[Requirement]:
Each line at or after the one containing "async fn send_to(&self, buf: &[u8], target: &SocketAddr)" should be transcribed exactly, up to and including the final line of the data.

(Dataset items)
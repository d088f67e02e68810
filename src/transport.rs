//! Abstract datagram transport
//!
//! The [`Transport`] trait lets connections and listeners run over any async
//! datagram channel; [`UdpTransport`] is the `tokio::net::UdpSocket` one.

use std::fmt::{Debug, Display};
use std::future::Future;
use std::hash::Hash;
use std::io;
use std::net::SocketAddr;
use tokio::net::UdpSocket;

/// Marker trait for address types used by [`Transport`] implementations.
///
/// Any type satisfying the required bounds automatically implements `Addr`
/// via the blanket impl. This keeps bound lists short elsewhere.
pub trait Addr: Clone + Eq + Hash + Send + Sync + Debug + Display + 'static {}

impl<T: Clone + Eq + Hash + Send + Sync + Debug + Display + 'static> Addr for T {}

/// Async datagram transport used by [`KcpConnection`](crate::KcpConnection)
/// and [`KcpListener`](crate::KcpListener).
pub trait Transport: Send + Sync + 'static {
    /// The address type used to identify endpoints.
    type Addr: Addr;

    /// Send `buf` to `target`, returning the number of bytes written.
    fn send_to<'a>(
        &'a self,
        buf: &'a [u8],
        target: &'a Self::Addr,
    ) -> impl Future<Output = io::Result<usize>> + Send + 'a;

    /// Receive a datagram into `buf`, returning `(bytes_read, source_address)`.
    fn recv_from<'a>(
        &'a self,
        buf: &'a mut [u8],
    ) -> impl Future<Output = io::Result<(usize, Self::Addr)>> + Send + 'a;

    /// Return the local address this transport is bound to.
    fn local_addr(&self) -> io::Result<Self::Addr>;
}

/// Default [`Transport`] implementation wrapping a `tokio::net::UdpSocket`.
#[derive(Debug)]
pub struct UdpTransport {
    socket: UdpSocket,
}

impl UdpTransport {
    /// Bind a new UDP socket to `addr`.
    pub async fn bind(addr: impl tokio::net::ToSocketAddrs) -> io::Result<Self> {
        let socket = UdpSocket::bind(addr).await?;
        Ok(Self { socket })
    }

    /// Bind an ephemeral local port in the same family as `peer`.
    pub async fn bind_for(peer: SocketAddr) -> io::Result<Self> {
        let local: SocketAddr = if peer.is_ipv4() {
            (std::net::Ipv4Addr::UNSPECIFIED, 0).into()
        } else {
            (std::net::Ipv6Addr::UNSPECIFIED, 0).into()
        };
        Self::bind(local).await
    }

    /// Wrap an existing `UdpSocket`.
    pub fn new(socket: UdpSocket) -> Self {
        Self { socket }
    }
}

impl Transport for UdpTransport {
    type Addr = SocketAddr;

    async fn send_to(&self, buf: &[u8], target: &SocketAddr) -> io::Result<usize> {
        self.socket.send_to(buf, target).await
    }

    async fn recv_from(&self, buf: &mut [u8]) -> io::Result<(usize, SocketAddr)> {
        self.socket.recv_from(buf).await
    }

    fn local_addr(&self) -> io::Result<SocketAddr> {
        self.socket.local_addr()
    }
}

[Output of the exercise]:
    async fn send_to(&self, buf: &[u8], target: &SocketAddr) -> io::Result<usize> {
        self.socket.send_to(buf, target).await
    }

    async fn recv_from(&self, buf: &mut [u8]) -> io::Result<(usize, SocketAddr)> {
        self.socket.recv_from(buf).await
    }

    fn local_addr(&self) -> io::Result<SocketAddr> {
        self.socket.local_addr()
    }
}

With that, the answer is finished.